== Segment start ==

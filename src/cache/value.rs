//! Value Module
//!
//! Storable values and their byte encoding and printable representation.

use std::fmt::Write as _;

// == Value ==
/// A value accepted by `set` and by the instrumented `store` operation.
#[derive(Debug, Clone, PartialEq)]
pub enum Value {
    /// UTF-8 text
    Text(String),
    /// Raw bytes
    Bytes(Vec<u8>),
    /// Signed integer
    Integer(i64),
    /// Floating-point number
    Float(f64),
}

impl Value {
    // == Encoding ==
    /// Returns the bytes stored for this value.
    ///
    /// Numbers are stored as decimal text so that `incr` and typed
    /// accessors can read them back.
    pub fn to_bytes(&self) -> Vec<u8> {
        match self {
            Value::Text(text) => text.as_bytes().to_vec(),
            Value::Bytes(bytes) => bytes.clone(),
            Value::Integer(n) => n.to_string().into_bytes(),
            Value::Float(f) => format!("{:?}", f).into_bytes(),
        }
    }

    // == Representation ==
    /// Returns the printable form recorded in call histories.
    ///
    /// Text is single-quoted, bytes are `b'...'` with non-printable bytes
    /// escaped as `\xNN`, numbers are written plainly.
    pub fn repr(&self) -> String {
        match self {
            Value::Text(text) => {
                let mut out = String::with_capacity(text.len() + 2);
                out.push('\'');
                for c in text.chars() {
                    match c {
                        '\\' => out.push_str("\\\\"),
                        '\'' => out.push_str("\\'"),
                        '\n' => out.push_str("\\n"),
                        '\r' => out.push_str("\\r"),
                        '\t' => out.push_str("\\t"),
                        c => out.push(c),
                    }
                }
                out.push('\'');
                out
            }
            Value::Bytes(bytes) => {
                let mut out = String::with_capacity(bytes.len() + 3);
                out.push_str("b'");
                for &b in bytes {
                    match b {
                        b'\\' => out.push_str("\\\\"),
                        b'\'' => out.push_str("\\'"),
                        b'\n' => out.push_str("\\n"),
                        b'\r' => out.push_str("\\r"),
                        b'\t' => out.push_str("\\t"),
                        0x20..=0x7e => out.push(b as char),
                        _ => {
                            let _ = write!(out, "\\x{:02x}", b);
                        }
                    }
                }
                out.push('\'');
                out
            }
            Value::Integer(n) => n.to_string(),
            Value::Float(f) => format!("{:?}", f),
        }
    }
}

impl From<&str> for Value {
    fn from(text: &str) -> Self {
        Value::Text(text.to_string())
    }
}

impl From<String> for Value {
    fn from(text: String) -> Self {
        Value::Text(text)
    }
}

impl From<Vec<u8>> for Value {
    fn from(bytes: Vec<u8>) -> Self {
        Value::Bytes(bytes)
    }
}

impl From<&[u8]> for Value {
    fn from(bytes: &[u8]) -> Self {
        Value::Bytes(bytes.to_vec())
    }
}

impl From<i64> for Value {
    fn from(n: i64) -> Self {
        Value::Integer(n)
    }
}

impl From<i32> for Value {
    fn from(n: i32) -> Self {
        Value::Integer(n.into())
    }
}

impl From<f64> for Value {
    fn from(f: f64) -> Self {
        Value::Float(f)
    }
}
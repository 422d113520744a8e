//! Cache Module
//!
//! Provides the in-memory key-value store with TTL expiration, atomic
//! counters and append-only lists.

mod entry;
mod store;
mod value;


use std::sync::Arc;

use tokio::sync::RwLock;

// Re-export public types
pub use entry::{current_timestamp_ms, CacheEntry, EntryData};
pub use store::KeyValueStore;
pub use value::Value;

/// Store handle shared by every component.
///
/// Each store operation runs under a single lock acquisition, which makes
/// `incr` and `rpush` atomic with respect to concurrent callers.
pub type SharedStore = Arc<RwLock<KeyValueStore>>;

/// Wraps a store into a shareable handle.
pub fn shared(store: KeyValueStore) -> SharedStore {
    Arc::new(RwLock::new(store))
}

== Segment end ==

▸ WHAT THE EXERCISE ASKS: What lines in the data above carry "single"? Return them all.

▸ WRITTEN ANSWER:
    /// Text is single-quoted, bytes are `b'...'` with non-printable bytes
/// Each store operation runs under a single lock acquisition, which makes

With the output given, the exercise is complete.